FIG. 3 is a left side view of the cylinder head.

FIG. 4 is a rear view of the cylinder head.

[Explanation of symbols]

 DESCRIPTION OF SYMBOLS 1 Cylinder head 2 Lower surface 3 Front surface 4 Rear surface 5 Left side surface 7 Combustion chamber ceiling part 10 Exhaust port 20 Intake port 30 Air cooling passage 31 Exhaust port side passage part 32 Intake port side passage part 33 Passage passage part between intake and exhaust ports 34 Front through opening 35 Rear through-opening

Claims (5)

[Claims] 1. A cylinder head having an intake port formed as a passage for introducing intake air into a combustion chamber and an exhaust port formed as a passage for discharging exhaust gas in the combustion chamber.

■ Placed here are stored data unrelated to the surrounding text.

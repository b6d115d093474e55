use actix_web::web;

use crate::handlers::projects;

pub fn config_routes(cfg: &mut web::ServiceConfig) {
    cfg.service(
        web::scope("/projects")
            .service(
                web::resource("")
                    .route(web::get().to(projects::list_projects))
                    .route(web::post().to(projects::create_project))
            )
            .service(
                web::resource("/{id}")
                    .route(web::get().to(projects::get_project))
                    .route(web::put().to(projects::update_project))
                    .route(web::delete().to(projects::delete_project))
            )
    );
}
use async_trait::async_trait;

use crate::{
    entities::about_info::{AboutInfo, AboutInfoUpdate, ABOUT_INFO_ID},
    errors::AppError,
    repositories::sqlx_repo::{not_found, SqlxAboutRepo},
};

/// The about record is a singleton: there is no id to pass and nothing to
/// create or delete.
#[cfg_attr(test, mockall::automock)]
#[async_trait]
pub trait AboutRepository: Send + Sync {
    async fn get_about(&self) -> Result<AboutInfo, AppError>;
    async fn update_about(&self, about: &AboutInfoUpdate) -> Result<AboutInfo, AppError>;
}

impl SqlxAboutRepo {
    pub fn new(pool: sqlx::SqlitePool) -> Self {
        SqlxAboutRepo { pool }
    }
}

#[async_trait]
impl AboutRepository for SqlxAboutRepo {
    async fn get_about(&self) -> Result<AboutInfo, AppError> {
        sqlx::query_as::<_, AboutInfo>("SELECT * FROM about_info WHERE id = ?")
            .bind(ABOUT_INFO_ID)
            .fetch_one(&self.pool)
            .await
            .map_err(not_found("About info"))
    }

    async fn update_about(&self, about: &AboutInfoUpdate) -> Result<AboutInfo, AppError> {
        sqlx::query_as::<_, AboutInfo>(
            r#"
            UPDATE about_info
            SET headline = ?, bio = ?, email = ?, phone = ?, location = ?,
                github_url = ?, linkedin_url = ?, twitter_url = ?, instagram_url = ?, resume_url = ?,
                available_for_work = ?, available_for_freelance = ?,
                projects_completed = ?, happy_clients = ?, years_experience = ?, technologies_count = ?,
                updated_at = ?
            WHERE id = ?
            RETURNING *
            "#,
        )
        .bind(&about.headline)
        .bind(&about.bio)
        .bind(&about.email)
        .bind(&about.phone)
        .bind(&about.location)
        .bind(&about.github_url)
        .bind(&about.linkedin_url)
        .bind(&about.twitter_url)
        .bind(&about.instagram_url)
        .bind(&about.resume_url)
        .bind(about.available_for_work)
        .bind(about.available_for_freelance)
        .bind(about.projects_completed)
        .bind(about.happy_clients)
        .bind(about.years_experience)
        .bind(about.technologies_count)
        .bind(about.updated_at)
        .bind(ABOUT_INFO_ID)
        .fetch_one(&self.pool)
        .await
        .map_err(not_found("About info"))
    }
}
use async_trait::async_trait;

use crate::{
    entities::testimonial::{Testimonial, TestimonialInsert},
    errors::AppError,
    repositories::sqlx_repo::{expect_affected, not_found, SqlxTestimonialRepo},
};

#[cfg_attr(test, mockall::automock)]
#[async_trait]
pub trait TestimonialRepository: Send + Sync {
    async fn list_testimonials(&self) -> Result<Vec<Testimonial>, AppError>;
    async fn get_testimonial(&self, id: i64) -> Result<Testimonial, AppError>;
    async fn create_testimonial(&self, testimonial: &TestimonialInsert) -> Result<Testimonial, AppError>;
    async fn update_testimonial(&self, id: i64, testimonial: &TestimonialInsert) -> Result<Testimonial, AppError>;
    async fn delete_testimonial(&self, id: i64) -> Result<(), AppError>;
}

impl SqlxTestimonialRepo {
    pub fn new(pool: sqlx::SqlitePool) -> Self {
        SqlxTestimonialRepo { pool }
    }
}

#[async_trait]
impl TestimonialRepository for SqlxTestimonialRepo {
    async fn list_testimonials(&self) -> Result<Vec<Testimonial>, AppError> {
        let testimonials = sqlx::query_as::<_, Testimonial>(
            "SELECT * FROM testimonials ORDER BY display_order ASC, id ASC",
        )
        .fetch_all(&self.pool)
        .await?;

        Ok(testimonials)
    }

    async fn get_testimonial(&self, id: i64) -> Result<Testimonial, AppError> {
        sqlx::query_as::<_, Testimonial>("SELECT * FROM testimonials WHERE id = ?")
            .bind(id)
            .fetch_one(&self.pool)
            .await
            .map_err(not_found("Testimonial"))
    }

    async fn create_testimonial(&self, testimonial: &TestimonialInsert) -> Result<Testimonial, AppError> {
        let created = sqlx::query_as::<_, Testimonial>(
            r#"
            INSERT INTO testimonials
                (name, role, company, content, rating, avatar, display_order, created_at)
            VALUES (?, ?, ?, ?, ?, ?, ?, ?)
            RETURNING *
            "#,
        )
        .bind(&testimonial.name)
        .bind(&testimonial.role)
        .bind(&testimonial.company)
        .bind(&testimonial.content)
        .bind(testimonial.rating)
        .bind(&testimonial.avatar)
        .bind(testimonial.display_order)
        .bind(testimonial.created_at)
        .fetch_one(&self.pool)
        .await?;

        Ok(created)
    }

    async fn update_testimonial(&self, id: i64, testimonial: &TestimonialInsert) -> Result<Testimonial, AppError> {
        sqlx::query_as::<_, Testimonial>(
            r#"
            UPDATE testimonials
            SET name = ?, role = ?, company = ?, content = ?, rating = ?, avatar = ?, display_order = ?
            WHERE id = ?
            RETURNING *
            "#,
        )
        .bind(&testimonial.name)
        .bind(&testimonial.role)
        .bind(&testimonial.company)
        .bind(&testimonial.content)
        .bind(testimonial.rating)
        .bind(&testimonial.avatar)
        .bind(testimonial.display_order)
        .bind(id)
        .fetch_one(&self.pool)
        .await
        .map_err(not_found("Testimonial"))
    }

    async fn delete_testimonial(&self, id: i64) -> Result<(), AppError> {
        let result = sqlx::query("DELETE FROM testimonials WHERE id = ?")
            .bind(id)
            .execute(&self.pool)
            .await?;

        expect_affected(result.rows_affected(), "Testimonial")
    }
}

A cylinder head having an air cooling passage formed so as to pass through between the intake port and the exhaust port. 2. The cylinder head according to claim 1, wherein at least a part of the air cooling passage is formed along a direction in which the exhaust port extends. 3. The cylinder head according to claim 2, wherein at least a part of the air cooling passage is formed along a direction in which the intake port extends. 4. The intake port and the exhaust port are formed to extend in directions away from each other, and the air-cooling passage is bent and extended in a crank shape at a passage portion between the intake port and the exhaust port. The cylinder head according to claim 1, wherein: 5. The cylinder head according to claim 1, wherein the air cooling passage has one through-opening formed in a forward direction in a traveling direction of a vehicle mounted on the vehicle.